▶ Dataset excerpts:
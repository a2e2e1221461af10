// crates/client/src/error.rs
use gource_studio_jobs::BackendError;
use serde::Deserialize;

/// Errors from the dashboard REST API layer.
#[derive(Debug, thiserror::Error)]
pub enum ClientError {
    /// The HTTP request itself failed (network, DNS, TLS, timeout).
    #[error("HTTP request failed: {0}")]
    Request(#[from] reqwest::Error),

    /// The backend returned a non-2xx status code.
    #[error("API error ({status}): {message}")]
    Api { status: u16, message: String },

    /// The response body was not the JSON we expected.
    #[error("invalid response body: {0}")]
    Decode(#[from] serde_json::Error),

    /// A clone was requested for a GitHub account rather than a repository.
    #[error("{message}")]
    SuggestBulkImport { github_url: String, message: String },
}

impl From<ClientError> for BackendError {
    fn from(err: ClientError) -> Self {
        match err {
            ClientError::Request(e) => BackendError::Transport(e.to_string()),
            ClientError::Api { status, message } => BackendError::Api { status, message },
            ClientError::Decode(e) => BackendError::InvalidResponse(e.to_string()),
            ClientError::SuggestBulkImport { github_url, .. } => {
                BackendError::SuggestBulkImport { github_url }
            }
        }
    }
}

/// Shape of the backend's error bodies: `{ error, details }`, or
/// `{ suggestBulkImport, githubUrl, message }` for account URLs.
#[derive(Debug, Default, Deserialize)]
#[serde(rename_all = "camelCase")]
pub(crate) struct ErrorBody {
    #[serde(default)]
    pub error: Option<String>,
    #[serde(default)]
    pub details: Option<String>,
    #[serde(default)]
    pub message: Option<String>,
    #[serde(default)]
    pub suggest_bulk_import: bool,
    #[serde(default)]
    pub github_url: Option<String>,
}

impl ErrorBody {
    /// Build the error for a non-2xx response with raw `body`.
    pub(crate) fn into_error(status: u16, body: &str) -> ClientError {
        let parsed: ErrorBody = serde_json::from_str(body).unwrap_or_default();
        if status == 422 && parsed.suggest_bulk_import {
            if let Some(github_url) = parsed.github_url {
                let message = parsed
                    .message
                    .unwrap_or_else(|| format!("Use a bulk import for {github_url}"));
                return ClientError::SuggestBulkImport {
                    github_url,
                    message,
                };
            }
        }
        let message = match (parsed.error.or(parsed.message), parsed.details) {
            (Some(error), Some(details)) => format!("{error}: {details}"),
            (Some(error), None) => error,
            (None, _) if body.trim().is_empty() => "<empty body>".to_string(),
            (None, _) => body.trim().to_string(),
        };
        ClientError::Api { status, message }
    }
}
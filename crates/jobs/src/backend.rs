// crates/jobs/src/backend.rs
//! The seam between the engine and whatever actually runs the jobs.

use async_trait::async_trait;
use gource_studio_types::{JobId, JobKind, StartRequest, StatusPayload};

use crate::error::BackendError;

/// What a start request produced.
#[derive(Debug, Clone, PartialEq)]
pub enum StartResponse {
    /// The backend accepted the job and will report on it under this id.
    Accepted(JobId),
    /// The work finished within the start request itself; there is nothing
    /// to poll.
    Finished(StatusPayload),
}

/// Start and status endpoints for long-running jobs.
///
/// Implementations must be cheap to share: a runner holds one behind an
/// `Arc` and calls it from its poll task.
#[async_trait]
pub trait JobBackend: Send + Sync {
    async fn start(&self, request: &StartRequest) -> Result<StartResponse, BackendError>;

    async fn status(&self, kind: JobKind, job_id: &JobId) -> Result<StatusPayload, BackendError>;
}
// crates/types/src/lib.rs
//! Shared job types for the gource-studio dashboard.
//!
//! Everything the tracking engine exchanges with the backend (start requests,
//! status payloads) and with the UI (snapshots, completion summaries) lives
//! here so the dashboard frontend can consume the same shapes via ts-rs.

pub mod job;
pub mod payload;
pub mod request;
pub mod snapshot;

pub use job::*;
pub use payload::*;
pub use request::*;
pub use snapshot::*;
// crates/cli/src/args.rs
//! Command-line surface of `gource-jobs`.

use std::path::PathBuf;

use clap::{Args, Parser, Subcommand, ValueEnum};
use gource_studio_types::{
    BulkImportRequest, CloneRequest, FadeFilter, FilterRequest, MusicFilter, ProjectCreationMode,
    Quality, RenderRequest, StartRequest,
};

#[derive(Debug, Parser)]
#[command(name = "gource-jobs")]
#[command(about = "Start and track gource-studio backend jobs", version)]
pub struct Cli {
    #[command(flatten)]
    pub global: GlobalArgs,

    #[command(subcommand)]
    pub command: Command,
}

#[derive(Debug, Args)]
pub struct GlobalArgs {
    /// More log output (-v info, -vv debug, -vvv trace). RUST_LOG wins when set.
    #[arg(short, long, action = clap::ArgAction::Count, global = true)]
    pub verbose: u8,

    /// Also write JSON logs to this file
    #[arg(long, global = true)]
    pub log_file: Option<PathBuf>,

    /// Backend API base URL (default: $GOURCE_STUDIO_API_URL or http://localhost:5000/api)
    #[arg(long, global = true)]
    pub api_url: Option<String>,

    /// Per-request timeout in seconds
    #[arg(long, global = true)]
    pub timeout: Option<u64>,

    /// Tracking config file (default: ~/.config/gource-studio/tracking.toml)
    #[arg(long, short = 'c', global = true)]
    pub config: Option<PathBuf>,

    /// Print the final job snapshot as JSON on stdout
    #[arg(long, global = true)]
    pub json: bool,
}

#[derive(Debug, Subcommand)]
pub enum Command {
    /// Clone a single repository
    Clone {
        /// Repository URL
        url: String,

        /// Create a dashboard project for the repository
        #[arg(long)]
        create_project: bool,
    },

    /// Import every repository of one or more GitHub users or organizations
    BulkImport {
        /// GitHub user/org names or URLs
        #[arg(required = true)]
        sources: Vec<String>,

        /// How imported repositories are grouped into projects
        #[arg(long, value_enum, default_value_t = ModeArg::None)]
        mode: ModeArg,

        /// Project name template for per-owner mode
        #[arg(long, default_value = "{owner}")]
        name_template: String,

        /// Maximum repositories per source
        #[arg(long, default_value_t = 99_999)]
        limit: u32,

        /// Skip forked repositories
        #[arg(long)]
        exclude_forks: bool,

        /// Number of repositories you expect (sizes the progress estimate)
        #[arg(long)]
        expected: Option<usize>,
    },

    /// Render a project's visualization to video
    Render {
        /// Project id
        project_id: String,

        /// Custom name for the render
        #[arg(long)]
        name: Option<String>,
    },

    /// Re-encode an existing render with fade, music and quality filters
    Filter {
        /// Render id to process
        render_id: String,

        /// Fade in and out
        #[arg(long)]
        fade: bool,

        /// Fade-in duration in seconds
        #[arg(long, default_value_t = 3.0)]
        fade_in: f64,

        /// Fade-out duration in seconds
        #[arg(long, default_value_t = 3.0)]
        fade_out: f64,

        /// Uploaded audio file to mix in
        #[arg(long)]
        music: Option<String>,

        /// Music volume, 0.0 to 1.0
        #[arg(long, default_value_t = 0.8)]
        volume: f64,

        #[arg(long, value_enum, default_value_t = QualityArg::High)]
        quality: QualityArg,
    },
}

#[derive(Debug, Clone, Copy, PartialEq, Eq, ValueEnum)]
pub enum ModeArg {
    None,
    Single,
    PerOwner,
}

impl From<ModeArg> for ProjectCreationMode {
    fn from(mode: ModeArg) -> Self {
        match mode {
            ModeArg::None => ProjectCreationMode::None,
            ModeArg::Single => ProjectCreationMode::Single,
            ModeArg::PerOwner => ProjectCreationMode::PerOwner,
        }
    }
}

#[derive(Debug, Clone, Copy, PartialEq, Eq, ValueEnum)]
pub enum QualityArg {
    Low,
    Medium,
    High,
}

impl From<QualityArg> for Quality {
    fn from(quality: QualityArg) -> Self {
        match quality {
            QualityArg::Low => Quality::Low,
            QualityArg::Medium => Quality::Medium,
            QualityArg::High => Quality::High,
        }
    }
}

impl Command {
    pub fn into_request(self) -> StartRequest {
        match self {
            Command::Clone {
                url,
                create_project,
            } => StartRequest::Clone(CloneRequest {
                url,
                create_project,
            }),
            Command::BulkImport {
                sources,
                mode,
                name_template,
                limit,
                exclude_forks,
                expected,
            } => {
                let mut request = BulkImportRequest::new(sources.join(", "));
                request.project_creation_mode = mode.into();
                request.project_name_template = name_template;
                request.repo_limit = limit;
                request.exclude_forks = exclude_forks;
                request.expected_items = expected;
                StartRequest::BulkImport(request)
            }
            Command::Render { project_id, name } => StartRequest::Render(RenderRequest {
                project_id,
                custom_name: name,
            }),
            Command::Filter {
                render_id,
                fade,
                fade_in,
                fade_out,
                music,
                volume,
                quality,
            } => StartRequest::Filter(FilterRequest {
                render_id,
                fade: FadeFilter {
                    enabled: fade,
                    duration_in: fade_in,
                    duration_out: fade_out,
                },
                music: MusicFilter {
                    enabled: music.is_some(),
                    file: music.unwrap_or_default(),
                    volume: volume.clamp(0.0, 1.0),
                },
                quality: quality.into(),
            }),
        }
    }
}
//! Internal buffer management.
//!
//! - [`OutputPool`] - Reusable output buffers for finalize calls
//! - `ReadBuffer` - Thread-local scratch buffers for reader-driven updates

mod output;
mod read;

pub use output::{OutputBuf, OutputPool};
pub(crate) use read::ReadBuffer;
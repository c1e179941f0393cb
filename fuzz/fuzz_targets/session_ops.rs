#![no_main]

use libfuzzer_sys::fuzz_target;
use xofhash::{HashError, HasherSession};

fuzz_target!(|data: &[u8]| {
    // Feed the input in uneven pieces, hashing it whole for comparison
    let mut split = HasherSession::standard();
    for piece in data.chunks(data.first().map_or(1, |b| *b as usize + 1)) {
        split.update(piece).unwrap();
    }
    let mut whole = HasherSession::standard();
    whole.update(data).unwrap();
    assert_eq!(split.finalize(None).unwrap(), whole.finalize(None).unwrap());

    // Keys are accepted only at exactly 32 bytes
    let mut keyed = HasherSession::new();
    match keyed.init_keyed(data) {
        Ok(_) => assert_eq!(data.len(), 32),
        Err(HashError::InvalidKeyLength { actual }) => assert_eq!(actual, data.len()),
        Err(e) => panic!("unexpected error: {e}"),
    }

    // Reset discards everything absorbed
    split.reset();
    split.update(b"fresh").unwrap();
    let mut fresh = HasherSession::standard();
    fresh.update(b"fresh").unwrap();
    assert_eq!(split.finalize(None).unwrap(), fresh.finalize(None).unwrap());
});
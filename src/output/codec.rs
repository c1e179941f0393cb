//! Hex codec for digest output.

use crate::error::HashError;

/// Letter case of hex output.
#[derive(Debug, Clone, Copy, PartialEq, Eq, Hash, Default)]
pub enum HexCase {
    /// `[0-9a-f]`
    #[default]
    Lower,
    /// `[0-9A-F]`
    Upper,
}

/// Encodes `bytes` as hex, two characters per byte, no prefix or separators.
pub fn encode(bytes: &[u8], case: HexCase) -> String {
    match case {
        HexCase::Lower => hex::encode(bytes),
        HexCase::Upper => hex::encode_upper(bytes),
    }
}

/// Decodes a hex string of either case.
pub fn decode(hex_str: &str) -> Result<Vec<u8>, HashError> {
    Ok(hex::decode(hex_str)?)
}
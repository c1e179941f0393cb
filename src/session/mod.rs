//! Hasher sessions.
//!
//! - [`HasherSession`] - Mode state machine with `update`/`finalize`/`reset`
//! - [`Mode`] - Standard, keyed or derive-key, with its key material
//! - [`OutputReader`] - Seekable `Read` cursor over the output keystream

mod engine;
mod mode;
mod reader;

pub use engine::HasherSession;
pub use mode::Mode;
pub use reader::OutputReader;
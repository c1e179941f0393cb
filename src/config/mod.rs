//! Configuration for output production.
//!
//! - [`OutputConfig`] - Output length defaults and ceilings, pool sizing
//!
//! # Example
//!
//! ```
//! use xofhash::OutputConfig;
//!
//! // Raise the single-call ceiling to 1 MiB
//! let config = OutputConfig::new(4 * 1024, 1024 * 1024)?;
//!
//! // Builder pattern
//! let config = OutputConfig::default()
//!     .with_default_out_len(64)
//!     .with_max_output_len(64 * 1024);
//! assert!(config.validate().is_ok());
//! # Ok::<(), xofhash::HashError>(())
//! ```

use crate::error::HashError;

/// Length of the base digest in bytes.
pub const OUT_LEN: usize = 32;

/// Length of a keyed-mode key in bytes.
pub const KEY_LEN: usize = 32;

/// Default small-buffer threshold (4 KiB).
pub const DEFAULT_SMALL_BUFFER_LEN: usize = 4 * 1024;

/// Default maximum output length of a single finalize call (32 KiB).
///
/// This is a ceiling of this crate, not of BLAKE3. Longer outputs are
/// assembled from seeked calls or streamed through an
/// [`OutputReader`](crate::OutputReader).
pub const DEFAULT_MAX_OUTPUT_LEN: usize = 32 * 1024;

/// Configuration for output lengths and output buffer sizing.
///
/// - `small_threshold` - Requests up to this size use the pool's shared small buffer
/// - `max_output_len` - Largest output a single finalize call may produce
/// - `default_out_len` - Output length used when a caller passes `None`
///
/// Constraints: all non-zero, `small_threshold <= max_output_len`,
/// `default_out_len <= max_output_len`.
#[derive(Debug, Clone, Copy, PartialEq, Eq, Hash)]
pub struct OutputConfig {
    small_threshold: usize,
    max_output_len: usize,
    default_out_len: usize,
}

impl OutputConfig {
    /// Creates a new configuration.
    ///
    /// The default output length is [`OUT_LEN`], capped at `max_output_len`.
    ///
    /// Returns error if a size is zero or `small_threshold > max_output_len`.
    pub fn new(small_threshold: usize, max_output_len: usize) -> Result<Self, HashError> {
        Self::checked(small_threshold, max_output_len, OUT_LEN.min(max_output_len))
    }

    fn checked(
        small_threshold: usize,
        max_output_len: usize,
        default_out_len: usize,
    ) -> Result<Self, HashError> {
        if small_threshold == 0 || max_output_len == 0 || default_out_len == 0 {
            return Err(HashError::InvalidConfig {
                message: "output sizes must be non-zero",
            });
        }

        if small_threshold > max_output_len {
            return Err(HashError::InvalidConfig {
                message: "small_threshold cannot be greater than max_output_len",
            });
        }

        if default_out_len > max_output_len {
            return Err(HashError::InvalidConfig {
                message: "default_out_len cannot be greater than max_output_len",
            });
        }

        Ok(Self {
            small_threshold,
            max_output_len,
            default_out_len,
        })
    }

    /// Sets the small-buffer threshold.
    ///
    /// Does not validate. Use [`OutputConfig::validate`].
    pub fn with_small_threshold(mut self, size: usize) -> Self {
        self.small_threshold = size;
        self
    }

    /// Sets the single-call output ceiling.
    ///
    /// Does not validate. Use [`OutputConfig::validate`].
    pub fn with_max_output_len(mut self, size: usize) -> Self {
        self.max_output_len = size;
        self
    }

    /// Sets the output length used when finalize is called without one.
    ///
    /// Does not validate. Use [`OutputConfig::validate`].
    pub fn with_default_out_len(mut self, size: usize) -> Self {
        self.default_out_len = size;
        self
    }

    /// Returns the small-buffer threshold.
    pub fn small_threshold(&self) -> usize {
        self.small_threshold
    }

    /// Returns the single-call output ceiling.
    pub fn max_output_len(&self) -> usize {
        self.max_output_len
    }

    /// Returns the default output length.
    pub fn default_out_len(&self) -> usize {
        self.default_out_len
    }

    /// Validates the current configuration.
    pub fn validate(&self) -> Result<(), HashError> {
        Self::checked(
            self.small_threshold,
            self.max_output_len,
            self.default_out_len,
        )
        .map(|_| ())
    }
}

impl Default for OutputConfig {
    fn default() -> Self {
        Self {
            small_threshold: DEFAULT_SMALL_BUFFER_LEN,
            max_output_len: DEFAULT_MAX_OUTPUT_LEN,
            default_out_len: OUT_LEN,
        }
    }
}
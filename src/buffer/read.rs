//! Thread-local read buffers for reader-driven updates.

use std::cell::RefCell;

/// Size of a pooled read buffer.
pub const READ_BUFFER_LEN: usize = 64 * 1024; // 64 KiB

/// Maximum number of read buffers to keep per thread.
pub const MAX_POOLED_READ_BUFFERS: usize = 4;

/// A reusable, fully initialized read buffer of [`READ_BUFFER_LEN`] bytes.
///
/// Dropping the buffer returns it to the current thread's pool.
pub struct ReadBuffer {
    data: Vec<u8>,
}

impl ReadBuffer {
    /// Takes a buffer from the thread-local pool or creates a new one.
    pub fn take() -> Self {
        let data = READ_BUFFER_POOL
            .try_with(|pool| pool.borrow_mut().pop())
            .ok()
            .flatten()
            .unwrap_or_else(|| vec![0u8; READ_BUFFER_LEN]);
        Self { data }
    }

    /// Returns the whole buffer as a writable slice.
    pub fn as_mut_slice(&mut self) -> &mut [u8] {
        &mut self.data
    }
}

impl Drop for ReadBuffer {
    fn drop(&mut self) {
        if self.data.len() != READ_BUFFER_LEN {
            return;
        }
        let data = std::mem::take(&mut self.data);
        // The pool is gone during thread teardown; the buffer is simply freed.
        let _ = READ_BUFFER_POOL.try_with(|pool| {
            let mut pool = pool.borrow_mut();
            if pool.len() < MAX_POOLED_READ_BUFFERS {
                pool.push(data);
            }
        });
    }
}

thread_local! {
    static READ_BUFFER_POOL: RefCell<Vec<Vec<u8>>> = const { RefCell::new(Vec::new()) };
}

▶ Work instructions: Your response should contain each line of the entries above that holds the string "short".

▶ Answer to the exercise:
    #[arg(short, long, action = clap::ArgAction::Count, global = true)]
    #[arg(long, short = 'c', global = true)]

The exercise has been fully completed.